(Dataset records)
● ● ● ● ● ● ●
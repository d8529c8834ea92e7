//! Cache backend and loader traits.
//!
//! This module defines the two seams the dispatcher is generic over: the
//! keyed cache store and the loader that reads the backing store on miss.

use async_trait::async_trait;
use cachet_core::CachetResult;
use serde_json::Value;
use std::collections::HashMap;

use crate::key::CacheKey;

/// Pluggable keyed cache store.
///
/// Implementations must be independently thread-safe; the dispatcher adds no
/// locking of its own around backend calls. A cached value may legitimately
/// be `Value::Null`: `None` from [`CacheBackend::get`] means *absent*,
/// `Some(Value::Null)` means a *cached null* that still satisfies reads.
#[async_trait]
pub trait CacheBackend: Send + Sync {
    /// Get a cached value.
    async fn get(&self, key: &CacheKey) -> CachetResult<Option<Value>>;

    /// Get many cached values at once. Absent keys are simply missing from
    /// the returned map.
    async fn get_many(&self, keys: &[CacheKey]) -> CachetResult<HashMap<CacheKey, Value>>;

    /// Write a value, overwriting any prior entry for the key.
    async fn put(&self, key: CacheKey, value: Value) -> CachetResult<()>;

    /// Write many entries; existing entries for the same keys are overwritten.
    async fn put_many(&self, entries: Vec<(CacheKey, Value)>) -> CachetResult<()>;

    /// Remove the entry for a key. An absent key is a no-op.
    async fn evict(&self, key: &CacheKey) -> CachetResult<()>;

    /// Remove the entries for many keys. Absent keys are no-ops.
    async fn evict_many(&self, keys: &[CacheKey]) -> CachetResult<()>;

    /// Remove every entry in this logical cache region.
    async fn clear(&self) -> CachetResult<()>;

    /// Get cache statistics.
    async fn stats(&self) -> CachetResult<CacheStats>;
}

/// Caller-supplied loader mapping keys to values from the backing store.
///
/// Invoked only on cache miss; reads, never writes, the store. Concurrent
/// misses on the same key may invoke the loader more than once - there is no
/// single-flight collapsing.
#[async_trait]
pub trait Loader: Send + Sync {
    /// Load the value for one key. Returns `Value::Null` when the key has no
    /// backing record; the dispatcher caches that null.
    async fn load(&self, key: &Value) -> CachetResult<Value>;

    /// Load values for many keys in one call. Keys with no backing record
    /// are omitted from the result, not represented by a placeholder.
    async fn load_many(&self, keys: &[Value]) -> CachetResult<Vec<(Value, Value)>>;
}

/// Statistics about cache usage.
#[derive(Debug, Clone, Default, PartialEq, Eq)]
pub struct CacheStats {
    /// Number of cache hits.
    pub hits: u64,
    /// Number of cache misses.
    pub misses: u64,
    /// Number of entries currently in cache.
    pub entry_count: u64,
    /// Number of entries dropped to make room at capacity.
    pub evictions: u64,
}

impl CacheStats {
    /// Calculate the hit rate (0.0 to 1.0).
    pub fn hit_rate(&self) -> f64 {
        let total = self.hits + self.misses;
        if total == 0 {
            0.0
        } else {
            self.hits as f64 / total as f64
        }
    }
}
//! Declarative operation bindings.
//!
//! A binding is the reified form of a cache annotation: which cache-aside
//! operation a method maps to, where its key and value come from, and what
//! return shape it declares. Bindings are registered once at startup into an
//! immutable [`BindingRegistry`]; nothing about them is re-derived per call.

use cachet_core::{CachetResult, DispatchError};
use cachet_expr::PathExpr;
use std::collections::HashMap;

use crate::adapter::WrapperKind;

/// The six cache-aside operations, plus the batch read.
#[derive(Debug, Clone, Copy, PartialEq, Eq, Hash)]
pub enum CacheOp {
    /// Single read-through.
    Get,
    /// Batch read-through over a key set.
    GetAll,
    /// Single write-through.
    Put,
    /// Batch write-through from a key-value map.
    PutAll,
    /// Single eviction.
    Evict,
    /// Batch eviction over a key set.
    EvictAll,
    /// Drop the whole cache region.
    Clear,
}

/// A method's registered cache behavior.
///
/// Constructors are named after the declarative surface they reify
/// (`cacheable` → Get, `put` → Put, ...). Each constructor fills in the
/// operation's static defaults: the first positional argument for keys, the
/// method result for values. Defaults are fixed here, at registration -
/// never discovered at call time.
#[derive(Debug, Clone)]
pub struct Binding {
    method: String,
    op: CacheOp,
    key: Option<PathExpr>,
    value: Option<PathExpr>,
    wrapper: WrapperKind,
}

impl Binding {
    fn new(method: impl Into<String>, op: CacheOp) -> Self {
        let (key, value) = match op {
            CacheOp::Get | CacheOp::GetAll | CacheOp::Evict | CacheOp::EvictAll => {
                (Some(PathExpr::first_arg()), None)
            }
            CacheOp::Put => (Some(PathExpr::first_arg()), Some(PathExpr::result())),
            CacheOp::PutAll => (None, Some(PathExpr::result())),
            CacheOp::Clear => (None, None),
        };
        Self {
            method: method.into(),
            op,
            key,
            value,
            wrapper: WrapperKind::Plain,
        }
    }

    /// A single read-through binding (`Cacheable`).
    pub fn cacheable(method: impl Into<String>) -> Self {
        Self::new(method, CacheOp::Get)
    }

    /// A batch read-through binding (`CacheableAll`).
    pub fn cacheable_all(method: impl Into<String>) -> Self {
        Self::new(method, CacheOp::GetAll)
    }

    /// A single write-through binding (`CachePut`).
    pub fn put(method: impl Into<String>) -> Self {
        Self::new(method, CacheOp::Put)
    }

    /// A batch write-through binding (`CachePutAll`).
    pub fn put_all(method: impl Into<String>) -> Self {
        Self::new(method, CacheOp::PutAll)
    }

    /// A single eviction binding (`CacheEvict`).
    pub fn evict(method: impl Into<String>) -> Self {
        Self::new(method, CacheOp::Evict)
    }

    /// A batch eviction binding (`CacheEvictAll`).
    pub fn evict_all(method: impl Into<String>) -> Self {
        Self::new(method, CacheOp::EvictAll)
    }

    /// A region-clear binding (`CacheClear`).
    pub fn clear(method: impl Into<String>) -> Self {
        Self::new(method, CacheOp::Clear)
    }

    /// Override the key expression, e.g. `#result.id`.
    pub fn with_key(mut self, key: PathExpr) -> Self {
        self.key = Some(key);
        self
    }

    /// Override the value expression, e.g. `#record`.
    pub fn with_value(mut self, value: PathExpr) -> Self {
        self.value = Some(value);
        self
    }

    /// Declare the return shape the method carries.
    pub fn with_wrapper(mut self, wrapper: WrapperKind) -> Self {
        self.wrapper = wrapper;
        self
    }

    /// The method name this binding is registered under.
    pub fn method(&self) -> &str {
        &self.method
    }

    /// The cache-aside operation.
    pub fn op(&self) -> CacheOp {
        self.op
    }

    /// The key expression, if this operation takes a key.
    pub fn key_expr(&self) -> Option<&PathExpr> {
        self.key.as_ref()
    }

    /// The value expression, if this operation writes a value.
    pub fn value_expr(&self) -> Option<&PathExpr> {
        self.value.as_ref()
    }

    /// The declared return shape.
    pub fn wrapper(&self) -> WrapperKind {
        self.wrapper
    }
}

/// The binding table, immutable after construction.
#[derive(Debug, Clone, Default)]
pub struct BindingRegistry {
    bindings: HashMap<String, Binding>,
}

impl BindingRegistry {
    /// Start building a registry.
    pub fn builder() -> BindingRegistryBuilder {
        BindingRegistryBuilder::default()
    }

    /// Look up the binding for a method.
    pub fn lookup(&self, method: &str) -> CachetResult<&Binding> {
        self.bindings
            .get(method)
            .ok_or_else(|| {
                DispatchError::UnknownMethod {
                    method: method.to_string(),
                }
                .into()
            })
    }

    /// Number of registered bindings.
    pub fn len(&self) -> usize {
        self.bindings.len()
    }

    /// True when no binding is registered.
    pub fn is_empty(&self) -> bool {
        self.bindings.is_empty()
    }
}

/// Builder for [`BindingRegistry`]. A later registration for the same method
/// name replaces the earlier one.
#[derive(Debug, Default)]
pub struct BindingRegistryBuilder {
    bindings: HashMap<String, Binding>,
}

impl BindingRegistryBuilder {
    /// Register a binding.
    pub fn register(mut self, binding: Binding) -> Self {
        self.bindings.insert(binding.method().to_string(), binding);
        self
    }

    /// Finish building.
    pub fn build(self) -> BindingRegistry {
        BindingRegistry {
            bindings: self.bindings,
        }
    }
}

#[cfg(test)]
mod tests {
    use super::*;
    use cachet_core::CachetError;
    use cachet_expr::ExprRoot;

    #[test]
    fn test_cacheable_defaults_key_to_first_argument() {
        let binding = Binding::cacheable("get_record");
        assert_eq!(binding.op(), CacheOp::Get);
        assert_eq!(binding.key_expr().unwrap().root(), &ExprRoot::FirstArg);
        assert!(binding.value_expr().is_none());
        assert_eq!(binding.wrapper(), WrapperKind::Plain);
    }

    #[test]
    fn test_put_defaults_value_to_result() {
        let binding = Binding::put("save_record");
        assert_eq!(binding.key_expr().unwrap().root(), &ExprRoot::FirstArg);
        assert_eq!(binding.value_expr().unwrap().root(), &ExprRoot::Result);
    }

    #[test]
    fn test_clear_takes_no_key_or_value() {
        let binding = Binding::clear("clear");
        assert!(binding.key_expr().is_none());
        assert!(binding.value_expr().is_none());
    }

    #[test]
    fn test_key_override() {
        let binding =
            Binding::put("save_record").with_key(PathExpr::parse("#result.id").unwrap());
        assert_eq!(binding.key_expr().unwrap().to_string(), "#result.id");
    }

    #[test]
    fn test_registry_lookup() {
        let registry = BindingRegistry::builder()
            .register(Binding::cacheable("get_record"))
            .register(Binding::clear("clear"))
            .build();

        assert_eq!(registry.len(), 2);
        assert_eq!(registry.lookup("get_record").unwrap().op(), CacheOp::Get);
        assert!(matches!(
            registry.lookup("missing"),
            Err(CachetError::Dispatch(DispatchError::UnknownMethod { .. }))
        ));
    }

    #[test]
    fn test_later_registration_replaces_earlier() {
        let registry = BindingRegistry::builder()
            .register(Binding::cacheable("op"))
            .register(Binding::evict("op"))
            .build();
        assert_eq!(registry.lookup("op").unwrap().op(), CacheOp::Evict);
    }
}
//! In-memory cache backend.

use async_trait::async_trait;
use cachet_core::{CacheError, CachetResult};
use serde_json::Value;
use std::collections::HashMap;
use std::sync::RwLock;
use tracing::debug;

use crate::key::CacheKey;
use crate::traits::{CacheBackend, CacheStats};

/// Configuration for a cache region.
#[derive(Debug, Clone)]
pub struct CacheConfig {
    /// Name of the logical cache region, used in log events.
    pub name: String,
    /// Maximum number of entries held at once.
    pub max_entries: usize,
}

impl Default for CacheConfig {
    fn default() -> Self {
        Self {
            name: "cachet".to_string(),
            max_entries: 10_000,
        }
    }
}

impl CacheConfig {
    /// Create a config for the named cache region with default limits.
    pub fn new(name: impl Into<String>) -> Self {
        Self {
            name: name.into(),
            ..Self::default()
        }
    }

    /// Set the maximum number of entries.
    pub fn with_max_entries(mut self, max: usize) -> Self {
        self.max_entries = max;
        self
    }
}

/// In-memory [`CacheBackend`] over a hash table.
///
/// Thread-safe via an interior read-write lock. When the table is at
/// capacity, inserting a new key drops an arbitrary existing entry and
/// counts an eviction - this backend models a bounded table, not a
/// replacement policy.
#[derive(Debug, Default)]
pub struct MemoryCache {
    config: CacheConfig,
    entries: RwLock<HashMap<CacheKey, Value>>,
    stats: RwLock<CacheStats>,
}

impl MemoryCache {
    /// Create an empty cache region.
    pub fn new(config: CacheConfig) -> Self {
        Self {
            config,
            entries: RwLock::new(HashMap::new()),
            stats: RwLock::new(CacheStats::default()),
        }
    }

    /// The region configuration.
    pub fn config(&self) -> &CacheConfig {
        &self.config
    }

    /// Insert one entry with the write lock already held.
    fn insert_entry(
        &self,
        entries: &mut HashMap<CacheKey, Value>,
        stats: &mut CacheStats,
        key: CacheKey,
        value: Value,
    ) {
        if !entries.contains_key(&key) && entries.len() >= self.config.max_entries {
            if let Some(victim) = entries.keys().next().cloned() {
                entries.remove(&victim);
                stats.evictions += 1;
                debug!(cache = %self.config.name, key = %victim, "entry evicted at capacity");
            }
        }
        entries.insert(key, value);
    }
}

#[async_trait]
impl CacheBackend for MemoryCache {
    async fn get(&self, key: &CacheKey) -> CachetResult<Option<Value>> {
        let entries = self.entries.read().map_err(|_| CacheError::LockPoisoned)?;
        let mut stats = self.stats.write().map_err(|_| CacheError::LockPoisoned)?;
        match entries.get(key) {
            Some(value) => {
                stats.hits += 1;
                Ok(Some(value.clone()))
            }
            None => {
                stats.misses += 1;
                Ok(None)
            }
        }
    }

    async fn get_many(&self, keys: &[CacheKey]) -> CachetResult<HashMap<CacheKey, Value>> {
        let entries = self.entries.read().map_err(|_| CacheError::LockPoisoned)?;
        let mut stats = self.stats.write().map_err(|_| CacheError::LockPoisoned)?;

        let mut found = HashMap::with_capacity(keys.len());
        for key in keys {
            match entries.get(key) {
                Some(value) => {
                    stats.hits += 1;
                    found.insert(key.clone(), value.clone());
                }
                None => stats.misses += 1,
            }
        }
        Ok(found)
    }

    async fn put(&self, key: CacheKey, value: Value) -> CachetResult<()> {
        let mut entries = self.entries.write().map_err(|_| CacheError::LockPoisoned)?;
        let mut stats = self.stats.write().map_err(|_| CacheError::LockPoisoned)?;
        self.insert_entry(&mut entries, &mut stats, key, value);
        Ok(())
    }

    async fn put_many(&self, batch: Vec<(CacheKey, Value)>) -> CachetResult<()> {
        let mut entries = self.entries.write().map_err(|_| CacheError::LockPoisoned)?;
        let mut stats = self.stats.write().map_err(|_| CacheError::LockPoisoned)?;
        for (key, value) in batch {
            self.insert_entry(&mut entries, &mut stats, key, value);
        }
        Ok(())
    }

    async fn evict(&self, key: &CacheKey) -> CachetResult<()> {
        let mut entries = self.entries.write().map_err(|_| CacheError::LockPoisoned)?;
        entries.remove(key);
        Ok(())
    }

    async fn evict_many(&self, keys: &[CacheKey]) -> CachetResult<()> {
        let mut entries = self.entries.write().map_err(|_| CacheError::LockPoisoned)?;
        for key in keys {
            entries.remove(key);
        }
        Ok(())
    }

    async fn clear(&self) -> CachetResult<()> {
        let mut entries = self.entries.write().map_err(|_| CacheError::LockPoisoned)?;
        entries.clear();
        debug!(cache = %self.config.name, "cache cleared");
        Ok(())
    }

    async fn stats(&self) -> CachetResult<CacheStats> {
        let entries = self.entries.read().map_err(|_| CacheError::LockPoisoned)?;
        let mut stats = self
            .stats
            .read()
            .map_err(|_| CacheError::LockPoisoned)?
            .clone();
        stats.entry_count = entries.len() as u64;
        Ok(stats)
    }
}

#[cfg(test)]
mod tests {
    use super::*;
    use serde_json::json;

    fn key(value: i64) -> CacheKey {
        CacheKey::from_value(&json!(value)).unwrap()
    }

    #[tokio::test]
    async fn test_put_get_evict_cycle() {
        let cache = MemoryCache::new(CacheConfig::new("records"));

        cache.put(key(1), json!({"id": 1})).await.unwrap();
        assert_eq!(cache.get(&key(1)).await.unwrap(), Some(json!({"id": 1})));

        cache.evict(&key(1)).await.unwrap();
        assert_eq!(cache.get(&key(1)).await.unwrap(), None);
    }

    #[tokio::test]
    async fn test_cached_null_is_distinct_from_absent() {
        let cache = MemoryCache::new(CacheConfig::new("records"));

        cache.put(key(1), Value::Null).await.unwrap();
        assert_eq!(cache.get(&key(1)).await.unwrap(), Some(Value::Null));
        assert_eq!(cache.get(&key(2)).await.unwrap(), None);
    }

    #[tokio::test]
    async fn test_put_overwrites_existing_entry() {
        let cache = MemoryCache::new(CacheConfig::new("records"));

        cache.put(key(1), json!("old")).await.unwrap();
        cache.put(key(1), json!("new")).await.unwrap();
        assert_eq!(cache.get(&key(1)).await.unwrap(), Some(json!("new")));
    }

    #[tokio::test]
    async fn test_get_many_returns_present_keys_only() {
        let cache = MemoryCache::new(CacheConfig::new("records"));
        cache.put(key(1), json!("a")).await.unwrap();
        cache.put(key(2), json!("b")).await.unwrap();

        let found = cache
            .get_many(&[key(1), key(2), key(3)])
            .await
            .unwrap();
        assert_eq!(found.len(), 2);
        assert_eq!(found.get(&key(3)), None);

        let stats = cache.stats().await.unwrap();
        assert_eq!(stats.hits, 2);
        assert_eq!(stats.misses, 1);
    }

    #[tokio::test]
    async fn test_clear_empties_the_region() {
        let cache = MemoryCache::new(CacheConfig::new("records"));
        cache.put(key(1), json!("a")).await.unwrap();
        cache.put(key(2), json!("b")).await.unwrap();

        cache.clear().await.unwrap();
        let stats = cache.stats().await.unwrap();
        assert_eq!(stats.entry_count, 0);
    }

    #[tokio::test]
    async fn test_capacity_drops_an_entry_and_counts_eviction() {
        let cache = MemoryCache::new(CacheConfig::new("tiny").with_max_entries(2));
        cache.put(key(1), json!("a")).await.unwrap();
        cache.put(key(2), json!("b")).await.unwrap();
        cache.put(key(3), json!("c")).await.unwrap();

        let stats = cache.stats().await.unwrap();
        assert_eq!(stats.entry_count, 2);
        assert_eq!(stats.evictions, 1);
        // The newly-written key always lands.
        assert_eq!(cache.get(&key(3)).await.unwrap(), Some(json!("c")));
    }

    #[tokio::test]
    async fn test_overwrite_at_capacity_does_not_evict() {
        let cache = MemoryCache::new(CacheConfig::new("tiny").with_max_entries(2));
        cache.put(key(1), json!("a")).await.unwrap();
        cache.put(key(2), json!("b")).await.unwrap();
        cache.put(key(1), json!("a2")).await.unwrap();

        let stats = cache.stats().await.unwrap();
        assert_eq!(stats.entry_count, 2);
        assert_eq!(stats.evictions, 0);
    }
}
● ● ● ● ● ● ●
#### ASSIGNMENT:
Among the entries above, locate the lines containing "A batch read-through" and "pub fn put(method: impl", and transcribe exactly those two lines and all lines between.

#### ANSWER TO THIS EXERCISE:
    /// A batch read-through binding (`CacheableAll`).
    pub fn cacheable_all(method: impl Into<String>) -> Self {
        Self::new(method, CacheOp::GetAll)
    }

    /// A single write-through binding (`CachePut`).
    pub fn put(method: impl Into<String>) -> Self {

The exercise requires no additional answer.